Heterogeneity of human luteinizing hormone. Detection and identification of alpha- and beta-subunits in international reference preparations.

The charge heterogeneity of three international reference preparations containing biologically active human luteinizing hormone (LH) or its free alpha- or beta-subunits, respectively, was investigated with isoelectric focussing in sucrose density gradients. The immunoreactive profiles throughout the pH-gradient were assessed with radioimmunoassay (RIA) systems specific for intact, i.e. undissociated, LH or free alpha- or beta-subunits.

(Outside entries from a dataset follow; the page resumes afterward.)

//! Point helpers shared by the bundle algorithms.

use std::cmp::Ordering;

/// A world space position.
pub type Point3 = [f64; 3];

#[inline]
pub fn distance_squared(a: &Point3, b: &Point3) -> f64 {
    let dx = a[0] - b[0];
    let dy = a[1] - b[1];
    let dz = a[2] - b[2];
    dx.mul_add(dx, dy.mul_add(dy, dz * dz))
}

#[inline]
pub fn distance(a: &Point3, b: &Point3) -> f64 {
    distance_squared(a, b).sqrt()
}

/// Point at parameter `t` on the segment `a -> b`.
#[inline]
pub fn lerp(a: &Point3, b: &Point3, t: f64) -> Point3 {
    [
        (b[0] - a[0]).mul_add(t, a[0]),
        (b[1] - a[1]).mul_add(t, a[1]),
        (b[2] - a[2]).mul_add(t, a[2]),
    ]
}

/// Arc length of a polyline.
pub fn polyline_length(points: &[Point3]) -> f64 {
    points.windows(2).map(|w| distance(&w[0], &w[1])).sum()
}

/// Index of the point closest to `target`. Ties resolve to the lowest index.
pub fn nearest_index(points: &[Point3], target: &Point3) -> Option<usize> {
    points
        .iter()
        .enumerate()
        .map(|(index, point)| (index, distance_squared(point, target)))
        .fold(None, |best: Option<(usize, f64)>, (index, d)| match best {
            Some((_, best_d)) if d.partial_cmp(&best_d) != Some(Ordering::Less) => best,
            _ => Some((index, d)),
        })
        .map(|(index, _)| index)
}
use crate::enums::CoordinateSystem;

use thiserror::Error;

pub type Result<T> = std::result::Result<T, FiberError>;

#[derive(Debug, Error)]
pub enum FiberError {
    #[error("Invalid bundle: {0}")]
    InvalidBundle(String),

    #[error("Invalid parameter {name}: {value}")]
    InvalidParameter { name: &'static str, value: f64 },

    #[error("Bundle is in {bundle:?} space but the label volume is in {grid:?} space")]
    CoordinateSystemMismatch {
        bundle: CoordinateSystem,
        grid: CoordinateSystem,
    },

    #[error("Voxel index {index:?} is outside the label volume of dimensions {dim:?}")]
    IndexOutOfGrid {
        index: [i64; 3],
        dim: (usize, usize, usize),
    },

    #[error("Attribute mismatch: {0}")]
    AttributeMismatch(String),

    #[error("IO error: {0}")]
    Io(#[from] std::io::Error),

    #[error("JSON error: {0}")]
    Json(#[from] serde_json::Error),
}

impl FiberError {
    pub(crate) fn invalid_parameter(name: &'static str, value: impl Into<f64>) -> Self {
        Self::InvalidParameter {
            name,
            value: value.into(),
        }
    }
}
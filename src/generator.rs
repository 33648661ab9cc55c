//! Randomized depth-first backtracking over the junction lattice.
//!
//! Junctions are the cells with odd `x` and odd `y`; corridors join two
//! junctions by opening the cell between them. The walk keeps its own stack
//! of frames instead of recursing, so grid size never touches the call stack.

use std::collections::VecDeque;

use log::debug;
use rand::seq::SliceRandom;
use rand::Rng;

use crate::error::MazeError;
use crate::grid::{Dir, Grid, Pos};

pub const DEFAULT_WIDEN_PROBABILITY: f64 = 0.3;

#[derive(Clone, Copy, Debug, PartialEq)]
pub struct GeneratorConfig {
    /// Chance that a junction's second or later corridor turns into a short
    /// spur instead of a branch the walk descends into.
    pub widen_probability: f64,
}

impl Default for GeneratorConfig {
    fn default() -> Self {
        Self {
            widen_probability: DEFAULT_WIDEN_PROBABILITY,
        }
    }
}

#[derive(Clone, Copy, Debug, Default)]
pub struct MazeGenerator {
    config: GeneratorConfig,
}

struct Frame {
    at: Pos,
    candidates: [Dir; 4],
    cursor: usize,
    carved: usize,
}

impl Frame {
    fn new(at: Pos, rng: &mut impl Rng) -> Self {
        Self {
            at,
            candidates: shuffled_dirs(rng),
            cursor: 0,
            carved: 0,
        }
    }
}

impl MazeGenerator {
    pub fn new(config: GeneratorConfig) -> Self {
        Self { config }
    }

    pub fn config(&self) -> GeneratorConfig {
        self.config
    }

    pub fn generate(&self, rows: usize, cols: usize, rng: &mut impl Rng) -> Result<Grid, MazeError> {
        let p = self.config.widen_probability;
        if !(0.0..=1.0).contains(&p) {
            return Err(MazeError::InvalidWidenProbability(p));
        }
        let mut grid = Grid::filled(rows, cols)?;

        let start = grid.start();
        grid.carve(start);
        let mut deferred = VecDeque::new();
        let mut widened = 0usize;
        let mut stack = vec![Frame::new(start, rng)];

        loop {
            if stack.is_empty() {
                // Resume the junctions widening skipped so none stays sealed.
                let Some(at) = deferred.pop_front() else {
                    break;
                };
                stack.push(Frame::new(at, rng));
            }
            let Some(frame) = stack.last_mut() else {
                break;
            };
            if frame.cursor == frame.candidates.len() {
                stack.pop();
                continue;
            }
            let dir = frame.candidates[frame.cursor];
            frame.cursor += 1;
            let Some((between, next)) = uncarved_neighbor(&grid, frame.at, dir) else {
                continue;
            };
            grid.carve(between);
            grid.carve(next);
            frame.carved += 1;

            if frame.carved > 1 && rng.gen_bool(p) {
                // The spur is postponed, not abandoned: both junctions resume
                // once the primary walk is done, so junctions past them are
                // still reached. Widening only shortens the dead end it makes
                // now.
                widened += 1;
                deferred.push_back(next);
                if let Some(spur) = carve_spur(&mut grid, next, rng) {
                    deferred.push_back(spur);
                }
            } else {
                stack.push(Frame::new(next, rng));
            }
        }

        debug!(
            "generated {}x{} maze: {} open cells, {} widened corridors",
            rows,
            cols,
            grid.open_count(),
            widened
        );
        Ok(grid)
    }
}

/// Generates with the default widening policy.
pub fn generate(rows: usize, cols: usize, rng: &mut impl Rng) -> Result<Grid, MazeError> {
    MazeGenerator::default().generate(rows, cols, rng)
}

fn shuffled_dirs(rng: &mut impl Rng) -> [Dir; 4] {
    let mut dirs = Dir::ALL;
    dirs.shuffle(rng);
    dirs
}

/// The wall between `from` and the junction two steps away in `dir`, plus
/// that junction, if it is inside the border and still solid.
fn uncarved_neighbor(grid: &Grid, from: Pos, dir: Dir) -> Option<(Pos, Pos)> {
    let (dx, dy) = dir.delta();
    let next = from.offset(dx * 2, dy * 2)?;
    if !grid.is_interior(next) || grid.is_open(next) {
        return None;
    }
    let between = from.offset(dx, dy)?;
    Some((between, next))
}

fn carve_spur(grid: &mut Grid, from: Pos, rng: &mut impl Rng) -> Option<Pos> {
    let (between, spur) = shuffled_dirs(rng)
        .into_iter()
        .find_map(|dir| uncarved_neighbor(grid, from, dir))?;
    grid.carve(between);
    grid.carve(spur);
    Some(spur)
}
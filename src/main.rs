use crossterm::cursor::{Hide, Show};
use crossterm::event::{self, Event, KeyCode, KeyEventKind};
use crossterm::style::Print;
use crossterm::terminal::{self, EnterAlternateScreen, LeaveAlternateScreen};
use crossterm::{ExecutableCommand, QueueableCommand};
use labyrinth::{Game, MazeError, MoveOutcome, Settings};
use log::info;
use rand::SeedableRng;
use rand_chacha::ChaCha8Rng;
use std::io::{self, Stdout};
use std::thread;
use std::time::{Duration, Instant};

mod input;
mod render;

use input::HeldKeys;
use render::Renderer;

const BUMP_FLASH_MS: u64 = 200;

fn main() -> io::Result<()> {
    env_logger::init();
    let settings = Settings::from_env();
    let rng = match settings.seed {
        Some(seed) => ChaCha8Rng::seed_from_u64(seed),
        None => ChaCha8Rng::from_entropy(),
    };
    let game = Game::with_settings(&settings, rng).map_err(invalid_input)?;
    info!("starting {}x{} labyrinth", settings.rows, settings.cols);

    let mut stdout = io::stdout();
    terminal::enable_raw_mode()?;
    stdout.execute(EnterAlternateScreen)?;
    stdout.execute(Hide)?;

    let result = run(&mut stdout, game, &settings);

    stdout.execute(Show)?;
    stdout.execute(LeaveAlternateScreen)?;
    terminal::disable_raw_mode()?;
    result
}

fn invalid_input(err: MazeError) -> io::Error {
    io::Error::new(io::ErrorKind::InvalidInput, err)
}

/// Status-line feedback standing in for the step, bump and win sounds.
#[derive(Default)]
struct Feedback {
    steps: u32,
    bump_until: Option<Instant>,
}

impl Feedback {
    fn on_outcome(&mut self, stdout: &mut Stdout, outcome: MoveOutcome, now: Instant) -> io::Result<()> {
        match outcome {
            MoveOutcome::Moved => self.steps += 1,
            MoveOutcome::BlockedByWall => {
                self.bump_until = Some(now + Duration::from_millis(BUMP_FLASH_MS));
            }
            MoveOutcome::Won => {
                self.steps += 1;
                stdout.queue(Print('\x07'))?;
            }
            MoveOutcome::BlockedByThrottle | MoveOutcome::AlreadyWon => {}
        }
        Ok(())
    }

    fn status(&self, won: bool, now: Instant) -> String {
        if won {
            return format!("Steps: {}  Solved! A new maze is on its way.", self.steps);
        }
        if self.bump_until.is_some_and(|t| now < t) {
            return format!("Steps: {}  Bump!", self.steps);
        }
        format!("Steps: {}", self.steps)
    }
}

fn run(stdout: &mut Stdout, mut game: Game<ChaCha8Rng>, settings: &Settings) -> io::Result<()> {
    let frame_time = settings.frame_time();
    let mut keys = HeldKeys::for_move_delay(settings.move_delay);
    let mut feedback = Feedback::default();
    let mut renderer = Renderer::new();

    loop {
        let frame_start = Instant::now();
        while event::poll(Duration::from_millis(0))? {
            if let Event::Key(key) = event::read()? {
                if !matches!(key.kind, KeyEventKind::Press | KeyEventKind::Repeat) {
                    continue;
                }
                match key.code {
                    KeyCode::Char('q') | KeyCode::Esc => return Ok(()),
                    KeyCode::Char('r') => {
                        game.regenerate().map_err(invalid_input)?;
                        feedback = Feedback::default();
                        keys.clear();
                        renderer.invalidate();
                    }
                    code => {
                        if let Some(dir) = input::dir_for_key(code) {
                            keys.press(dir, Instant::now());
                        }
                    }
                }
            }
        }

        let now = Instant::now();
        if game.tick(now).map_err(invalid_input)? {
            feedback = Feedback::default();
            keys.clear();
            renderer.invalidate();
        }
        if let Some(dir) = keys.next_intent(now) {
            let outcome = game.attempt_step(dir, now);
            feedback.on_outcome(stdout, outcome, now)?;
        }

        let status = feedback.status(game.player().won, now);
        renderer.render(stdout, &game, &status)?;

        let elapsed = frame_start.elapsed();
        if elapsed < frame_time {
            thread::sleep(frame_time - elapsed);
        }
    }
}
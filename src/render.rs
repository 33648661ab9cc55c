use std::io::{self, Stdout, Write};

use crossterm::cursor::MoveTo;
use crossterm::style::{Color, Print, ResetColor, SetForegroundColor};
use crossterm::terminal::{self, Clear, ClearType};
use crossterm::QueueableCommand;
use labyrinth::{Cell, Game, Pos};
use rand::Rng;
use unicode_width::UnicodeWidthStr;

const CELL_W: usize = 2;

#[derive(Clone, Copy, PartialEq)]
enum Glyph {
    Player,
    Exit,
    Wall,
    Open,
}

#[derive(Clone, Copy, PartialEq)]
struct Tile {
    glyph: Glyph,
    color: Color,
}

/// Redraws only the tiles that changed since the previous frame.
pub struct Renderer {
    last: Vec<Tile>,
    last_hud: String,
    needs_full: bool,
    origin_x: u16,
    origin_y: u16,
}

impl Renderer {
    pub fn new() -> Self {
        Self {
            last: Vec::new(),
            last_hud: String::new(),
            needs_full: true,
            origin_x: 0,
            origin_y: 1,
        }
    }

    /// Forces a full repaint, e.g. after the maze was rebuilt.
    pub fn invalidate(&mut self) {
        self.needs_full = true;
    }

    pub fn render<R: Rng>(&mut self, stdout: &mut Stdout, game: &Game<R>, status: &str) -> io::Result<()> {
        let grid = game.grid();
        let (width, height) = (grid.cols(), grid.rows());
        if self.last.len() != width * height {
            self.last = vec![tile_for(Cell::Wall); width * height];
            self.needs_full = true;
        }

        let (term_w, term_h) = terminal::size()?;
        let Some((origin_x, origin_y)) = layout(width, height, term_w, term_h) else {
            stdout.queue(MoveTo(0, 0))?;
            stdout.queue(Clear(ClearType::All))?;
            let msg = format!(
                "Terminal too small. Need at least {}x{} (cols x rows). Current: {}x{}.",
                width.saturating_mul(CELL_W),
                height.saturating_add(2),
                term_w,
                term_h
            );
            stdout.queue(Print(msg))?;
            stdout.flush()?;
            self.needs_full = true;
            return Ok(());
        };

        if origin_x != self.origin_x || origin_y != self.origin_y {
            self.origin_x = origin_x;
            self.origin_y = origin_y;
            self.needs_full = true;
        }
        if self.needs_full {
            stdout.queue(Clear(ClearType::All))?;
        }

        let hud = format!(
            "Level: {}  {}  (arrows/hjkl/wasd move, r new maze, q quit)",
            game.level(),
            status
        );
        if self.needs_full || hud != self.last_hud {
            stdout.queue(MoveTo(self.origin_x, self.origin_y - 1))?;
            stdout.queue(SetForegroundColor(Color::White))?;
            stdout.queue(Clear(ClearType::CurrentLine))?;
            stdout.queue(Print(&hud))?;
            stdout.queue(ResetColor)?;
            self.last_hud = hud;
        }

        let player = game.position();
        let exit = grid.exit();
        for y in 0..height {
            for x in 0..width {
                let pos = Pos::new(x, y);
                let tile = if pos == player {
                    Tile {
                        glyph: Glyph::Player,
                        color: Color::Red,
                    }
                } else if pos == exit {
                    Tile {
                        glyph: Glyph::Exit,
                        color: Color::Green,
                    }
                } else {
                    tile_for(grid.get(pos).unwrap_or(Cell::Wall))
                };
                let idx = y * width + x;
                if self.needs_full || tile != self.last[idx] {
                    self.last[idx] = tile;
                    self.draw_tile(stdout, x, y, tile)?;
                }
            }
        }
        self.needs_full = false;

        stdout.flush()
    }

    fn draw_tile(&self, stdout: &mut Stdout, x: usize, y: usize, tile: Tile) -> io::Result<()> {
        let text = match tile.glyph {
            Glyph::Player => "●",
            Glyph::Exit => "▒▒",
            Glyph::Wall => "██",
            Glyph::Open => "  ",
        };
        // `layout` only succeeds when the whole maze fits on screen.
        let x_pos = self.origin_x + (x * CELL_W) as u16;
        let y_pos = self.origin_y + y as u16;
        stdout.queue(MoveTo(x_pos, y_pos))?;
        stdout.queue(SetForegroundColor(tile.color))?;
        stdout.queue(Print(text))?;
        let w = UnicodeWidthStr::width(text);
        for _ in w..CELL_W {
            stdout.queue(Print(' '))?;
        }
        stdout.queue(ResetColor)?;
        Ok(())
    }
}

/// Top-left corner that centres a `width` x `height` maze plus its HUD line,
/// or `None` if it does not fit the terminal.
fn layout(width: usize, height: usize, term_w: u16, term_h: u16) -> Option<(u16, u16)> {
    let needed_w = width.checked_mul(CELL_W).and_then(|w| u16::try_from(w).ok())?;
    let needed_h = height.checked_add(2).and_then(|h| u16::try_from(h).ok())?;
    if term_w < needed_w || term_h < needed_h {
        return None;
    }
    Some(((term_w - needed_w) / 2, (term_h - needed_h) / 2 + 1))
}

fn tile_for(cell: Cell) -> Tile {
    match cell {
        Cell::Wall => Tile {
            glyph: Glyph::Wall,
            color: Color::DarkBlue,
        },
        Cell::Open => Tile {
            glyph: Glyph::Open,
            color: Color::Reset,
        },
    }
}
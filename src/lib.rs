//! Procedurally generated mazes and throttled, wall-gated player movement.
//!
//! [`generate`] carves a perfect maze on an odd-sized [`Grid`] with a
//! randomized depth-first backtracker. A [`NavigationController`] walks the
//! player across it and classifies each attempt as a [`MoveOutcome`] for the
//! front-end to draw and sound. [`Game`] ties the two together and builds the
//! next maze after a win.

pub mod config;
pub mod error;
pub mod game;
pub mod generator;
pub mod grid;
pub mod navigation;

pub use config::Settings;
pub use error::MazeError;
pub use game::Game;
pub use generator::{generate, GeneratorConfig, MazeGenerator};
pub use grid::{Cell, Dir, Grid, Pos};
pub use navigation::{MoveOutcome, NavigationController, PlayerState};
use std::collections::VecDeque;

use crate::error::MazeError;

/// Smallest odd side that still leaves one junction inside the border.
pub const MIN_SIDE: usize = 5;

#[derive(Clone, Copy, Debug, PartialEq, Eq)]
pub enum Cell {
    Wall,
    Open,
}

/// Grid coordinate; `x` is the column and `y` the row.
#[derive(Clone, Copy, Debug, PartialEq, Eq, Hash)]
pub struct Pos {
    pub x: usize,
    pub y: usize,
}

impl Pos {
    pub const fn new(x: usize, y: usize) -> Self {
        Self { x, y }
    }

    /// Offsets the position, returning `None` when it would leave the
    /// non-negative quadrant.
    pub fn offset(self, dx: isize, dy: isize) -> Option<Pos> {
        let x = self.x.checked_add_signed(dx)?;
        let y = self.y.checked_add_signed(dy)?;
        Some(Pos { x, y })
    }
}

#[derive(Clone, Copy, Debug, PartialEq, Eq, Hash)]
pub enum Dir {
    Up,
    Down,
    Left,
    Right,
}

impl Dir {
    pub const ALL: [Dir; 4] = [Dir::Up, Dir::Down, Dir::Left, Dir::Right];

    pub fn delta(self) -> (isize, isize) {
        match self {
            Dir::Up => (0, -1),
            Dir::Down => (0, 1),
            Dir::Left => (-1, 0),
            Dir::Right => (1, 0),
        }
    }

    /// Maps a raw intent onto one of the four unit steps.
    pub fn from_delta(dx: i32, dy: i32) -> Result<Dir, MazeError> {
        match (dx, dy) {
            (0, -1) => Ok(Dir::Up),
            (0, 1) => Ok(Dir::Down),
            (-1, 0) => Ok(Dir::Left),
            (1, 0) => Ok(Dir::Right),
            _ => Err(MazeError::InvalidDirection { dx, dy }),
        }
    }
}

/// Row-major maze cells. Dimensions are validated odd and at least
/// [`MIN_SIDE`] at construction, so the start and exit always exist.
#[derive(Clone, Debug, PartialEq, Eq)]
pub struct Grid {
    rows: usize,
    cols: usize,
    cells: Vec<Cell>,
}

impl Grid {
    /// A grid of solid wall.
    pub fn filled(rows: usize, cols: usize) -> Result<Grid, MazeError> {
        if !valid_side(rows) || !valid_side(cols) {
            return Err(MazeError::InvalidDimensions { rows, cols });
        }
        Ok(Grid {
            rows,
            cols,
            cells: vec![Cell::Wall; rows * cols],
        })
    }

    pub fn rows(&self) -> usize {
        self.rows
    }

    pub fn cols(&self) -> usize {
        self.cols
    }

    pub fn start(&self) -> Pos {
        Pos::new(1, 1)
    }

    pub fn exit(&self) -> Pos {
        Pos::new(self.cols - 2, self.rows - 2)
    }

    pub fn in_bounds(&self, pos: Pos) -> bool {
        pos.x < self.cols && pos.y < self.rows
    }

    /// True for cells strictly inside the outer wall.
    pub fn is_interior(&self, pos: Pos) -> bool {
        pos.x > 0 && pos.y > 0 && pos.x < self.cols - 1 && pos.y < self.rows - 1
    }

    /// Cell at `pos`, or `None` outside the grid.
    pub fn get(&self, pos: Pos) -> Option<Cell> {
        if self.in_bounds(pos) {
            Some(self.cells[self.index(pos)])
        } else {
            None
        }
    }

    pub fn is_open(&self, pos: Pos) -> bool {
        self.get(pos) == Some(Cell::Open)
    }

    pub(crate) fn carve(&mut self, pos: Pos) {
        debug_assert!(self.is_interior(pos), "carve outside interior: {pos:?}");
        let idx = self.index(pos);
        self.cells[idx] = Cell::Open;
    }

    pub fn open_count(&self) -> usize {
        self.cells.iter().filter(|c| **c == Cell::Open).count()
    }

    /// Open neighbours of `pos` in the four compass directions.
    pub fn open_neighbors(&self, pos: Pos) -> impl Iterator<Item = Pos> + '_ {
        Dir::ALL.into_iter().filter_map(move |dir| {
            let (dx, dy) = dir.delta();
            pos.offset(dx, dy).filter(|next| self.is_open(*next))
        })
    }

    pub fn path_exists(&self, from: Pos, to: Pos) -> bool {
        self.shortest_path(from, to).is_some()
    }

    /// Breadth-first shortest open path, both ends included.
    pub fn shortest_path(&self, from: Pos, to: Pos) -> Option<Vec<Pos>> {
        if !self.is_open(from) || !self.is_open(to) {
            return None;
        }
        let mut came_from: Vec<Option<Pos>> = vec![None; self.cells.len()];
        let mut seen = vec![false; self.cells.len()];
        let mut q = VecDeque::new();
        seen[self.index(from)] = true;
        q.push_back(from);

        while let Some(pos) = q.pop_front() {
            if pos == to {
                let mut path = vec![to];
                let mut cur = to;
                while let Some(prev) = came_from[self.index(cur)] {
                    path.push(prev);
                    cur = prev;
                }
                path.reverse();
                return Some(path);
            }
            for next in self.open_neighbors(pos) {
                let idx = self.index(next);
                if !seen[idx] {
                    seen[idx] = true;
                    came_from[idx] = Some(pos);
                    q.push_back(next);
                }
            }
        }
        None
    }

    fn index(&self, pos: Pos) -> usize {
        pos.y * self.cols + pos.x
    }
}

fn valid_side(side: usize) -> bool {
    side >= MIN_SIDE && side % 2 == 1
}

For the preparation of intact LH (MRC 68/40), two peaks were found at pH = 7.69 and 8.05; for the alpha-subunit preparation (NIBSC 78/554), the peak values were 4.76, 5.04, 5.94, 6.70, 6.96, 7.35, 8.02, 8.72 and 9.32; and for the beta-subunit preparation (NIBSC 78/556), the values were 7.60, 8.40, 8.55 and 9.61. These results are in excellent agreement with those obtained for a highly purified LH preparation (NM14) which was prepared by one of us and on which we have reported earlier. In addition, with the above-mentioned techniques, the spontaneous dissociation of MRC 68/40 into subunits upon incubation at 37 degrees C in phosphate buffer was clearly demonstrated by the increased immunoreactivity in the profiles assessed with both RIA-subunit systems. It is concluded that charge heterogeneity of LHi, alpha- and beta-subunits, as observed for different preparations, is confined to a limited population of forms. Differences between preparations are only quantitative. A single preparation, therefore, can be used as a general model for the study of human luteinizing hormone.